Add a tool availability check step before the subagent calls any tool.
Implement a tool call sandbox to catch invalid calls before they’re executed.
Re-run the failed requests. Confirm that the subagent now makes valid tool calls or escalates.

Monitoring: Track the percentage of invalid tool calls. This should be 0%. If it’s >0%, investigate immediately.

Playbook: Recovering from Cost Explosion

Detection: Your daily cost for a subagent has increased from $500 to $5,000 in one week.

Diagnosis: You examine the logs and see that the subagent is making 10x more API calls than usual. Specifically, it’s calling the embedding API 10 times per request instead of once.

Root cause: Someone changed the subagent’s logic to refine recommendations by calling the embedding API multiple times.

Remediation:

Implement per-request cost budgets. Set the budget to the historical average (e.g., $0.50).
Revert the change that introduced the redundant API calls.
Optimise the subagent’s logic to call the embedding API once and cache the result.
Run A/B tests to confirm that the optimised version produces similar quality recommendations at 1/10 the cost.
Deploy the optimised version.

Monitoring: Track cost per request daily. Set alerts for cost increases >20% in a single day.
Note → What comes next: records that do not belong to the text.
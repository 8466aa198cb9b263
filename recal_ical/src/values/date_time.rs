use nom::combinator::{cut, map, opt};
use nom::error::context;
use nom::sequence::{pair, preceded};

use crate::grammar::latin_capital_letter_t;

use crate::values::date::Date;
use crate::values::time::Time;

use crate::{ICalendarEntity, ParserInput, ParserResult, impl_icalendar_entity_traits};

// Value Name:  DATE-TIME
//
// Purpose:  This value type is used to identify values that specify a
//    precise calendar date and time of day.
//
// Format Definition:  This value type is defined by the following
//    notation:
//
//     date-time  = date "T" time ;As specified in the DATE and TIME
//                                ;value definitions
//
// The time part is optional here so that the same value covers the RRULE
// UNTIL forms `YYYYMMDD` and `YYYYMMDD"T"HHMMSS["Z"]`.
#[derive(Debug, Clone, Eq, PartialEq, Hash)]
pub struct DateTime {
    pub date: Date,
    pub time: Option<Time>,
}

impl ICalendarEntity for DateTime {
    fn parse_ical(input: ParserInput) -> ParserResult<Self>
    where
        Self: Sized
    {
        context(
            "DATE-TIME",
            map(
                pair(
                    Date::parse_ical,
                    opt(
                        preceded(
                            latin_capital_letter_t,
                            cut(Time::parse_ical),
                        )
                    ),
                ),
                |(date, time)| {
                    Self { date, time }
                },
            )
        )(input)
    }

    fn render_ical(&self) -> String {
        if let Some(time) = self.time.as_ref() {
            format!("{}T{}", self.date.render_ical(), time.render_ical())
        } else {
            self.date.render_ical()
        }
    }

    fn validate(&self) -> Result<(), String> {
        self.date.validate()
    }
}

impl DateTime {
    /// Whether the time component carries the UTC `Z` suffix.
    pub fn is_utc(&self) -> bool {
        self.time.as_ref().is_some_and(|time| time.is_utc)
    }

    /// The naive wall-clock value; midnight when no time part is present.
    /// Leap second values (second 60) clamp to 59.
    pub fn to_naive_date_time(&self) -> Option<chrono::NaiveDateTime> {
        let date = self.date.to_naive_date()?;

        match self.time.as_ref() {
            Some(time) => date.and_hms_opt(time.hour, time.minute, time.second.min(59)),
            None => date.and_hms_opt(0, 0, 0),
        }
    }
}

impl_icalendar_entity_traits!(DateTime);

#[cfg(test)]
mod tests {
    use super::*;

    use crate::tests::assert_parser_output;

    #[test]
    fn parse_ical() {
        assert_parser_output!(
            DateTime::parse_ical("20250106 TESTING".into()),
            (
                " TESTING",
                DateTime {
                    date: Date {
                        year: 2025_i32,
                        month: 1_u32,
                        day: 6_u32,
                    },
                    time: None,
                },
            ),
        );

        assert_parser_output!(
            DateTime::parse_ical("20250106T100000Z TESTING".into()),
            (
                " TESTING",
                DateTime {
                    date: Date {
                        year: 2025_i32,
                        month: 1_u32,
                        day: 6_u32,
                    },
                    time: Some(
                        Time {
                            hour: 10_u32,
                            minute: 0_u32,
                            second: 0_u32,
                            is_utc: true,
                        }
                    ),
                },
            ),
        );

        assert!(DateTime::parse_ical("2025010".into()).is_err());
        assert!(DateTime::parse_ical("20250106T".into()).is_err());
        assert!(DateTime::parse_ical("20250106T1000".into()).is_err());
        assert!(DateTime::parse_ical(":".into()).is_err());
    }

    #[test]
    fn render_ical() {
        assert_eq!(
            DateTime {
                date: Date {
                    year: 2025_i32,
                    month: 1_u32,
                    day: 6_u32,
                },
                time: None,
            }.render_ical(),
            String::from("20250106"),
        );

        assert_eq!(
            DateTime {
                date: Date {
                    year: 2025_i32,
                    month: 1_u32,
                    day: 6_u32,
                },
                time: Some(
                    Time {
                        hour: 10_u32,
                        minute: 0_u32,
                        second: 0_u32,
                        is_utc: true,
                    }
                ),
            }.render_ical(),
            String::from("20250106T100000Z"),
        );
    }

    #[test]
    fn to_naive_date_time() {
        assert_eq!(
            DateTime {
                date: Date {
                    year: 2025_i32,
                    month: 1_u32,
                    day: 6_u32,
                },
                time: Some(
                    Time {
                        hour: 10_u32,
                        minute: 30_u32,
                        second: 0_u32,
                        is_utc: false,
                    }
                ),
            }.to_naive_date_time(),
            chrono::NaiveDate::from_ymd_opt(2025, 1, 6)
                .and_then(|date| date.and_hms_opt(10, 30, 0)),
        );

        assert_eq!(
            DateTime {
                date: Date {
                    year: 2025_i32,
                    month: 2_u32,
                    day: 29_u32,
                },
                time: None,
            }.to_naive_date_time(),
            None,
        );
    }
}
Playbook: Recovering from State Corruption

Detection: A subagent approves a transaction that violates a stated constraint. Example: it says “I will not approve transactions over $10,000” but then approves a $15,000 transaction.

Diagnosis: You examine the logs and see that the subagent’s internal state shows max_transaction_amount = 10000, but it approved a transaction for $15,000. This indicates that the constraint in the state is not being enforced.

Root cause: The subagent is checking the constraint in its reasoning but not enforcing it in the actual decision logic. There’s a disconnect between the stated state and the actual decision.

Remediation:

Implement explicit state validation before every decision. The subagent must check the state object, not rely on implicit context.
Add a “state sanity check” step before critical decisions.
Implement state versioning and rollback so that if a transaction is approved incorrectly, you can roll back the state and re-process.
Run the failed transaction through a replay test. Confirm that it’s now rejected or escalated.

Monitoring: Track the percentage of decisions that violate stated constraints. This should be 0%. If it’s >0%, investigate immediately.

For comprehensive guidance on implementing these remediation patterns at scale, see the research on A Comprehensive Drift-Adaptive Framework for Sustaining Model Performance, which covers adaptive strategies for maintaining agent stability and performance over time.

Implementing Guard Rails and Circuit Breakers

Guard Rails: What They Are and Why They Matter

Guard rails are constraints and checks that prevent a subagent from making decisions it shouldn’t. They’re the safety mechanisms that keep the agent within bounds.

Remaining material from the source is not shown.